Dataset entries
---*---

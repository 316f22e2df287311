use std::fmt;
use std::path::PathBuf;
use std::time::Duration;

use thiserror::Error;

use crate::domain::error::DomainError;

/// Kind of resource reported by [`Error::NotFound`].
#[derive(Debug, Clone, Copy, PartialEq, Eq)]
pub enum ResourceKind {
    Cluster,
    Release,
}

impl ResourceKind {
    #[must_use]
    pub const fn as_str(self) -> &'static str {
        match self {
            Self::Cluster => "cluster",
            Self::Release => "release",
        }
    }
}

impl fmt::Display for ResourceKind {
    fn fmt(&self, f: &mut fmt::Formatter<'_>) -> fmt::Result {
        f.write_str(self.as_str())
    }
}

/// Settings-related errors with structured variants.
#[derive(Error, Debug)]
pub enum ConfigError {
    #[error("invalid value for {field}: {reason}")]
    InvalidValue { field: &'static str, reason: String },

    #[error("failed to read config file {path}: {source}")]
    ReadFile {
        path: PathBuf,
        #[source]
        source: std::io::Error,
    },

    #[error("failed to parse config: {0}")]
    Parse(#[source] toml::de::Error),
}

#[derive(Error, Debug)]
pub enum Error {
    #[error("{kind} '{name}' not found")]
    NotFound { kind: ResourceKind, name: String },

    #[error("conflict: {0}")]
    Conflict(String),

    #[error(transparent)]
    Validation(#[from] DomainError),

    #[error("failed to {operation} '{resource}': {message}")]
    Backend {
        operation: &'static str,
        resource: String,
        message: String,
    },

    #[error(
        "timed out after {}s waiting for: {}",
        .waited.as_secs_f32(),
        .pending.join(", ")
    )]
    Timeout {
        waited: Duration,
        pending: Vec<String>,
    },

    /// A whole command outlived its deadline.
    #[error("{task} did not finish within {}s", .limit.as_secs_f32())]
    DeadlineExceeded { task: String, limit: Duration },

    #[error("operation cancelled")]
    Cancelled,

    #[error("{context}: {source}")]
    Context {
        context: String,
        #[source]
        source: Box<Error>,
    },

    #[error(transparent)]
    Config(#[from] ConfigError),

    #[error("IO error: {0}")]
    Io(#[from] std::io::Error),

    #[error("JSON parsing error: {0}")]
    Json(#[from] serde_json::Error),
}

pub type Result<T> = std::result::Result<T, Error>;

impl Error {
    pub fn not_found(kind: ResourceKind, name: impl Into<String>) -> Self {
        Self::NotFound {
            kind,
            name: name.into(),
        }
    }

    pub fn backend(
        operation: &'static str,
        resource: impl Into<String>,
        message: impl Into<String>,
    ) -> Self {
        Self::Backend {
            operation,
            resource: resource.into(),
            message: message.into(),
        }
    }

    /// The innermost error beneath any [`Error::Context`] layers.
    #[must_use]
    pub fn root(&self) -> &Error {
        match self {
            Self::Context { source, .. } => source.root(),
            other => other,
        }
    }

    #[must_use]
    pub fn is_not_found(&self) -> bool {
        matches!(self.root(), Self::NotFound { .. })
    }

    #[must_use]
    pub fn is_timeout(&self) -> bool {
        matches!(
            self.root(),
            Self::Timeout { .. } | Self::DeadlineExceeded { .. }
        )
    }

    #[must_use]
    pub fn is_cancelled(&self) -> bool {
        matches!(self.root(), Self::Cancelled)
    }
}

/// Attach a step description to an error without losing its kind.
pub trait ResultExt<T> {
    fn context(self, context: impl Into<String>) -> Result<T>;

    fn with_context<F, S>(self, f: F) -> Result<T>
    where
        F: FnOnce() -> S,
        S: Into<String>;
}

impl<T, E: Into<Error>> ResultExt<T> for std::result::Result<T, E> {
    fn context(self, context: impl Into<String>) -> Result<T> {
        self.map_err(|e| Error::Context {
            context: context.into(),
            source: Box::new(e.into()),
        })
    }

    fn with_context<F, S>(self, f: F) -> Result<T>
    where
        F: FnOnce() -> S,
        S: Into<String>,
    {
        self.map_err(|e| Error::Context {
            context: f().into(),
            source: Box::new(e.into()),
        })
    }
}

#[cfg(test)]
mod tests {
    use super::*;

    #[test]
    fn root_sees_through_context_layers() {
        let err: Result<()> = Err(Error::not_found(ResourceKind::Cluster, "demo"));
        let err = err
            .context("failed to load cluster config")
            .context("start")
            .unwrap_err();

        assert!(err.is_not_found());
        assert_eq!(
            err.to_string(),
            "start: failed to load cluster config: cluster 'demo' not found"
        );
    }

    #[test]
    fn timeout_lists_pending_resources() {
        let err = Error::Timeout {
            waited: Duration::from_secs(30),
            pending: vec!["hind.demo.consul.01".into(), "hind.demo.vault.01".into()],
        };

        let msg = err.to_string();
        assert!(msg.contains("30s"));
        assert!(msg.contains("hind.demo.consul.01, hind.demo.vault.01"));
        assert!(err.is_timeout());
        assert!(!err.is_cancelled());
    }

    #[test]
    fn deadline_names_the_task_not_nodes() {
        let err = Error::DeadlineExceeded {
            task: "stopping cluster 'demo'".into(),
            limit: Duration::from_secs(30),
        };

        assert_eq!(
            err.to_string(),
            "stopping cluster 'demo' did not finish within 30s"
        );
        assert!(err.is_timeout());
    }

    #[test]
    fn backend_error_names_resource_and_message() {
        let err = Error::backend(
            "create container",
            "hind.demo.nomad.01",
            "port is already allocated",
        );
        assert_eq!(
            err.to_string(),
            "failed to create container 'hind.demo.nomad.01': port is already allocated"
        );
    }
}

---*---

*What is needed:*
Every entry above should be transcribed exactly as it appears.

*Answer:*
repository 316f22e2df287311
use std::fmt;
use std::path::PathBuf;
use std::time::Duration;

use thiserror::Error;

use crate::domain::error::DomainError;

/// Kind of resource reported by [`Error::NotFound`].
#[derive(Debug, Clone, Copy, PartialEq, Eq)]
pub enum ResourceKind {
    Cluster,
    Release,
}

impl ResourceKind {
    #[must_use]
    pub const fn as_str(self) -> &'static str {
        match self {
            Self::Cluster => "cluster",
            Self::Release => "release",
        }
    }
}

impl fmt::Display for ResourceKind {
    fn fmt(&self, f: &mut fmt::Formatter<'_>) -> fmt::Result {
        f.write_str(self.as_str())
    }
}

/// Settings-related errors with structured variants.
#[derive(Error, Debug)]
pub enum ConfigError {
    #[error("invalid value for {field}: {reason}")]
    InvalidValue { field: &'static str, reason: String },

    #[error("failed to read config file {path}: {source}")]
    ReadFile {
        path: PathBuf,
        #[source]
        source: std::io::Error,
    },

    #[error("failed to parse config: {0}")]
    Parse(#[source] toml::de::Error),
}

#[derive(Error, Debug)]
pub enum Error {
    #[error("{kind} '{name}' not found")]
    NotFound { kind: ResourceKind, name: String },

    #[error("conflict: {0}")]
    Conflict(String),

    #[error(transparent)]
    Validation(#[from] DomainError),

    #[error("failed to {operation} '{resource}': {message}")]
    Backend {
        operation: &'static str,
        resource: String,
        message: String,
    },

    #[error(
        "timed out after {}s waiting for: {}",
        .waited.as_secs_f32(),
        .pending.join(", ")
    )]
    Timeout {
        waited: Duration,
        pending: Vec<String>,
    },

    /// A whole command outlived its deadline.
    #[error("{task} did not finish within {}s", .limit.as_secs_f32())]
    DeadlineExceeded { task: String, limit: Duration },

    #[error("operation cancelled")]
    Cancelled,

    #[error("{context}: {source}")]
    Context {
        context: String,
        #[source]
        source: Box<Error>,
    },

    #[error(transparent)]
    Config(#[from] ConfigError),

    #[error("IO error: {0}")]
    Io(#[from] std::io::Error),

    #[error("JSON parsing error: {0}")]
    Json(#[from] serde_json::Error),
}

pub type Result<T> = std::result::Result<T, Error>;

impl Error {
    pub fn not_found(kind: ResourceKind, name: impl Into<String>) -> Self {
        Self::NotFound {
            kind,
            name: name.into(),
        }
    }

    pub fn backend(
        operation: &'static str,
        resource: impl Into<String>,
        message: impl Into<String>,
    ) -> Self {
        Self::Backend {
            operation,
            resource: resource.into(),
            message: message.into(),
        }
    }

    /// The innermost error beneath any [`Error::Context`] layers.
    #[must_use]
    pub fn root(&self) -> &Error {
        match self {
            Self::Context { source, .. } => source.root(),
            other => other,
        }
    }

    #[must_use]
    pub fn is_not_found(&self) -> bool {
        matches!(self.root(), Self::NotFound { .. })
    }

    #[must_use]
    pub fn is_timeout(&self) -> bool {
        matches!(
            self.root(),
            Self::Timeout { .. } | Self::DeadlineExceeded { .. }
        )
    }

    #[must_use]
    pub fn is_cancelled(&self) -> bool {
        matches!(self.root(), Self::Cancelled)
    }
}

/// Attach a step description to an error without losing its kind.
pub trait ResultExt<T> {
    fn context(self, context: impl Into<String>) -> Result<T>;

    fn with_context<F, S>(self, f: F) -> Result<T>
    where
        F: FnOnce() -> S,
        S: Into<String>;
}

impl<T, E: Into<Error>> ResultExt<T> for std::result::Result<T, E> {
    fn context(self, context: impl Into<String>) -> Result<T> {
        self.map_err(|e| Error::Context {
            context: context.into(),
            source: Box::new(e.into()),
        })
    }

    fn with_context<F, S>(self, f: F) -> Result<T>
    where
        F: FnOnce() -> S,
        S: Into<String>,
    {
        self.map_err(|e| Error::Context {
            context: f().into(),
            source: Box::new(e.into()),
        })
    }
}

#[cfg(test)]
mod tests {
    use super::*;

    #[test]
    fn root_sees_through_context_layers() {
        let err: Result<()> = Err(Error::not_found(ResourceKind::Cluster, "demo"));
        let err = err
            .context("failed to load cluster config")
            .context("start")
            .unwrap_err();

        assert!(err.is_not_found());
        assert_eq!(
            err.to_string(),
            "start: failed to load cluster config: cluster 'demo' not found"
        );
    }

    #[test]
    fn timeout_lists_pending_resources() {
        let err = Error::Timeout {
            waited: Duration::from_secs(30),
            pending: vec!["hind.demo.consul.01".into(), "hind.demo.vault.01".into()],
        };

        let msg = err.to_string();
        assert!(msg.contains("30s"));
        assert!(msg.contains("hind.demo.consul.01, hind.demo.vault.01"));
        assert!(err.is_timeout());
        assert!(!err.is_cancelled());
    }

    #[test]
    fn deadline_names_the_task_not_nodes() {
        let err = Error::DeadlineExceeded {
            task: "stopping cluster 'demo'".into(),
            limit: Duration::from_secs(30),
        };

        assert_eq!(
            err.to_string(),
            "stopping cluster 'demo' did not finish within 30s"
        );
        assert!(err.is_timeout());
    }

    #[test]
    fn backend_error_names_resource_and_message() {
        let err = Error::backend(
            "create container",
            "hind.demo.nomad.01",
            "port is already allocated",
        );
        assert_eq!(
            err.to_string(),
            "failed to create container 'hind.demo.nomad.01': port is already allocated"
        );
    }
}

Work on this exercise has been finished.